Le Premier ministre Ramush Haradinaj a indiqué qu'il avait engagé quelqu'un de son équipe à parler au poste de chef du Parlement au sujet de la demande d'abolition du Tribunal spécial. Selon lui, le gouvernement n'a pas encore accepté de documents officiels de l'Assemblée. Haradinaj a déclaré que le rôle du gouvernement dans cette affaire [...]
Le Premier ministre Ramush Haradinaj a indiqué qu'il avait engagé quelqu'un de son équipe à parler au poste de chef du Parlement au sujet de la demande d'abolition du Tribunal spécial.
Selon lui, le gouvernement n'a pas encore accepté de documents officiels de l'Assemblée.
Haradinaj a déclaré que le rôle du gouvernement dans ce dossier n'est pas très important, puisqu'il s'agit d'une initiative parlementaire.
Toutes les procédures seront suivies et chaque ministère donnera sa position sur l'initiative d'abolir les spéciaux, le gouvernement a d'abord indiqué.

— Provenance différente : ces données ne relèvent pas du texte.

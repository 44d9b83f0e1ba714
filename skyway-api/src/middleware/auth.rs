use axum::{
    extract::{Request, State},
    middleware::Next,
    response::Response,
};
use axum_extra::{
    headers::{authorization::Bearer, Authorization},
    typed_header::TypedHeaderRejection,
    TypedHeader,
};
use chrono::{Duration, Utc};
use jsonwebtoken::{decode, encode, DecodingKey, EncodingKey, Header, Validation};
use serde::{Deserialize, Serialize};
use uuid::Uuid;

use skyway_core::access::{Capability, Principal};
use skyway_core::models::{Role, User};
use skyway_store::app_config::AuthConfig;

use crate::error::AppError;
use crate::state::AppState;

// ============================================================================
// JWT Claims
// ============================================================================

#[derive(Debug, Serialize, Deserialize, Clone)]
pub struct Claims {
    pub sub: String,
    pub email: String,
    pub role: String,
    pub jti: String,
    pub iat: usize,
    pub exp: usize,
}

/// The authenticated caller, placed in request extensions by `auth_middleware`.
#[derive(Debug, Clone)]
pub struct AuthUser {
    pub principal: Principal,
    pub email: String,
    pub jti: String,
    pub exp: usize,
}

impl AuthUser {
    pub fn user_id(&self) -> Uuid {
        self.principal.user_id
    }

    pub fn require(&self, capability: Capability) -> Result<(), AppError> {
        self.principal.require(capability).map_err(AppError::from)
    }

    /// Seconds until the token expires; at least one.
    pub fn remaining_ttl(&self) -> u64 {
        let now = Utc::now().timestamp().max(0) as usize;
        self.exp.saturating_sub(now).max(1) as u64
    }
}

pub fn issue_token(auth: &AuthConfig, user: &User) -> Result<(String, Claims), AppError> {
    let now = Utc::now();
    let claims = Claims {
        sub: user.id.to_string(),
        email: user.email.clone(),
        role: user.role.as_str().to_owned(),
        jti: Uuid::new_v4().to_string(),
        iat: now.timestamp() as usize,
        exp: (now + Duration::seconds(auth.jwt_expiration_seconds as i64)).timestamp() as usize,
    };

    let token = encode(&Header::default(), &claims, &EncodingKey::from_secret(auth.jwt_secret.as_bytes()))
        .map_err(|e| AppError::InternalServerError(format!("Token encoding failed: {}", e)))?;

    Ok((token, claims))
}

// ============================================================================
// Authentication Middleware
// ============================================================================

pub async fn auth_middleware(
    State(state): State<AppState>,
    bearer: Result<TypedHeader<Authorization<Bearer>>, TypedHeaderRejection>,
    mut req: Request,
    next: Next,
) -> Result<Response, AppError> {
    // 1. Bearer token from the Authorization header
    let TypedHeader(Authorization(bearer)) = bearer
        .map_err(|_| AppError::AuthenticationError("Missing bearer token".to_string()))?;

    // 2. Signature and expiry
    let token_data = decode::<Claims>(
        bearer.token(),
        &DecodingKey::from_secret(state.auth.jwt_secret.as_bytes()),
        &Validation::default(),
    )
    .map_err(|_| AppError::AuthenticationError("Invalid or expired token".to_string()))?;
    let claims = token_data.claims;

    // 3. Logged out tokens
    if state.sessions.is_revoked(&claims.jti).await? {
        return Err(AppError::AuthenticationError("Token has been revoked".to_string()));
    }

    let user_id = Uuid::parse_str(&claims.sub)
        .map_err(|_| AppError::AuthenticationError("Invalid token subject".to_string()))?;
    let role: Role = claims
        .role
        .parse()
        .map_err(|_| AppError::AuthenticationError("Invalid token role".to_string()))?;

    // 4. Inject the caller
    req.extensions_mut().insert(AuthUser {
        principal: Principal::new(user_id, role),
        email: claims.email,
        jti: claims.jti,
        exp: claims.exp,
    });

    Ok(next.run(req).await)
}

#[cfg(test)]
mod tests {
    use super::*;

    fn auth_config() -> AuthConfig {
        AuthConfig {
            jwt_secret: "test-secret".to_string(),
            jwt_expiration_seconds: 600,
            bcrypt_cost: 4,
            admin_email: None,
            admin_password: None,
        }
    }

    fn user(role: Role) -> User {
        User {
            id: Uuid::new_v4(),
            name: "Jane".to_string(),
            email: "jane@example.com".to_string(),
            password_hash: String::new(),
            role,
            created_at: Utc::now(),
        }
    }

    #[test]
    fn test_issued_token_round_trips() {
        let config = auth_config();
        let user = user(Role::Admin);
        let (token, claims) = issue_token(&config, &user).unwrap();

        let decoded = decode::<Claims>(
            &token,
            &DecodingKey::from_secret(config.jwt_secret.as_bytes()),
            &Validation::default(),
        )
        .unwrap()
        .claims;

        assert_eq!(decoded.sub, user.id.to_string());
        assert_eq!(decoded.role, "ADMIN");
        assert_eq!(decoded.jti, claims.jti);
        assert!(decoded.exp > decoded.iat);
    }

    #[test]
    fn test_each_token_gets_fresh_jti() {
        let config = auth_config();
        let user = user(Role::Customer);
        let (_, a) = issue_token(&config, &user).unwrap();
        let (_, b) = issue_token(&config, &user).unwrap();
        assert_ne!(a.jti, b.jti);
    }

    #[test]
    fn test_remaining_ttl_never_zero() {
        let expired = AuthUser {
            principal: Principal::new(Uuid::new_v4(), Role::Customer),
            email: String::new(),
            jti: String::new(),
            exp: 0,
        };
        assert_eq!(expired.remaining_ttl(), 1);
    }
}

Entre-temps, aujourd'hui, le chef du bureau de l'UE au Kosovo, Natalia Apostolova, a mis en garde contre la tendance à abolir le Tribunal spécial qui aura des conséquences pour le pays.

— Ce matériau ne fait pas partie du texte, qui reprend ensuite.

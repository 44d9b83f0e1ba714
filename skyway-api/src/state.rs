use std::sync::Arc;
use chrono::Utc;
use serde::Serialize;
use tokio::sync::broadcast;

use skyway_core::booking::BookingService;
use skyway_core::models::Booking;
use skyway_core::payment::MockPaymentGateway;
use skyway_core::repository::{
    BookingRepository, EventPublisher, FlightRepository, RateLimiter, SessionStore, UserRepository,
};
use skyway_shared::models::events::{SeatEvent, SeatEventKind};
use skyway_store::app_config::{AuthConfig, BusinessRules};
use skyway_store::booking_repo::PostgresBookingRepository;
use skyway_store::events::{TOPIC_SEATS_CLAIMED, TOPIC_SEATS_RELEASED};
use skyway_store::flight_repo::PostgresFlightRepository;
use skyway_store::user_repo::PostgresUserRepository;
use skyway_store::{DbClient, LogEventPublisher, MemoryRateLimiter, MemorySessionStore, MemoryStore};

use crate::metrics::Metrics;

/// The three data repositories, backed by one store.
#[derive(Clone)]
pub struct Repositories {
    pub flights: Arc<dyn FlightRepository>,
    pub bookings: Arc<dyn BookingRepository>,
    pub users: Arc<dyn UserRepository>,
}

impl Repositories {
    pub fn in_memory() -> Self {
        let store = Arc::new(MemoryStore::new());
        Self {
            flights: store.clone(),
            bookings: store.clone(),
            users: store,
        }
    }

    pub fn postgres(db: &DbClient) -> Self {
        Self {
            flights: Arc::new(PostgresFlightRepository::new(db.pool.clone())),
            bookings: Arc::new(PostgresBookingRepository::new(db.pool.clone())),
            users: Arc::new(PostgresUserRepository::new(db.pool.clone())),
        }
    }
}

#[derive(Clone)]
pub struct AppState {
    pub flights: Arc<dyn FlightRepository>,
    pub bookings: Arc<dyn BookingRepository>,
    pub users: Arc<dyn UserRepository>,
    pub booking_service: Arc<BookingService>,
    pub sessions: Arc<dyn SessionStore>,
    pub rate_limiter: Arc<dyn RateLimiter>,
    pub events: Arc<dyn EventPublisher>,
    pub sse_tx: broadcast::Sender<SeatEvent>,
    pub metrics: Arc<Metrics>,
    pub auth: AuthConfig,
    pub business_rules: BusinessRules,
}

impl AppState {
    pub fn new(
        repos: Repositories,
        sessions: Arc<dyn SessionStore>,
        rate_limiter: Arc<dyn RateLimiter>,
        events: Arc<dyn EventPublisher>,
        auth: AuthConfig,
        business_rules: BusinessRules,
    ) -> Result<Self, prometheus::Error> {
        let payments = Arc::new(MockPaymentGateway::new(business_rules.payment_success_rate));
        let booking_service = BookingService::new(repos.flights.clone(), repos.bookings.clone(), payments);
        let (sse_tx, _) = broadcast::channel(100);

        Ok(Self {
            flights: repos.flights,
            bookings: repos.bookings,
            users: repos.users,
            booking_service: Arc::new(booking_service),
            sessions,
            rate_limiter,
            events,
            sse_tx,
            metrics: Arc::new(Metrics::new()?),
            auth,
            business_rules,
        })
    }

    /// Everything in process: memory store, memory sessions and rate limits,
    /// events to the log only.
    pub fn in_memory(auth: AuthConfig, business_rules: BusinessRules) -> Result<Self, prometheus::Error> {
        Self::new(
            Repositories::in_memory(),
            Arc::new(MemorySessionStore::new()),
            Arc::new(MemoryRateLimiter::new()),
            Arc::new(LogEventPublisher),
            auth,
            business_rules,
        )
    }

    /// Tells live seat-map subscribers and the event bus that a seat changed hands.
    pub async fn seat_changed(&self, kind: SeatEventKind, booking: &Booking) {
        let event = SeatEvent {
            kind,
            flight_id: booking.flight_id,
            seat_number: booking.seat_number.clone(),
            booking_id: booking.id,
            timestamp: Utc::now().timestamp(),
        };

        // No subscribers is fine
        let _ = self.sse_tx.send(event.clone());

        let topic = match kind {
            SeatEventKind::SeatClaimed => TOPIC_SEATS_CLAIMED,
            SeatEventKind::SeatReleased => TOPIC_SEATS_RELEASED,
        };
        self.publish(topic, &booking.flight_id.to_string(), &event).await;
    }

    /// Best effort: a broker outage must not fail the request that caused the event.
    pub async fn publish<T: Serialize>(&self, topic: &str, key: &str, payload: &T) {
        let payload = match serde_json::to_string(payload) {
            Ok(p) => p,
            Err(e) => {
                tracing::error!("Failed to serialize event for {}: {}", topic, e);
                return;
            }
        };

        if let Err(e) = self.events.publish(topic, key, &payload).await {
            tracing::warn!("Event publish to {} failed: {}", topic, e);
        }
    }
}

“Renforcer la loi sur les salles spécialisées a un impact sur la voie européenne du Kosovo, et je pense que cela affecte principalement les obligations que l'Assemblée du Kosovo a assumées il y a quelques années. Droit à une obligation internationale et à un contrat international. Ainsi, l'abolition du droit entraîne en fait une sorte d'échec à la crédibilité du Kosovo en tant que partenaire, aux obligations internationales et, bien sûr, affecte l'État de droit, qui est la question principale où l'UE est impliquée et où nous aimerions voir de nouveaux développements. S'il a un impact sur cette abolition bien sûr, et pour cette raison, j'en appelle à ce pays important, où la présence bulgare commence par son fonctionnement, mais fait des Balkans occidentaux une priorité, le Kosovo ne devrait pas perdre cette occasion. Il est temps pour le Kosovo de montrer qu'il est beaucoup «consacré à l'État de droit et qu'il est un partenaire de crédit très fiable dans les organisations internationales et les contrats internationaux”, a déclaré Apostolova.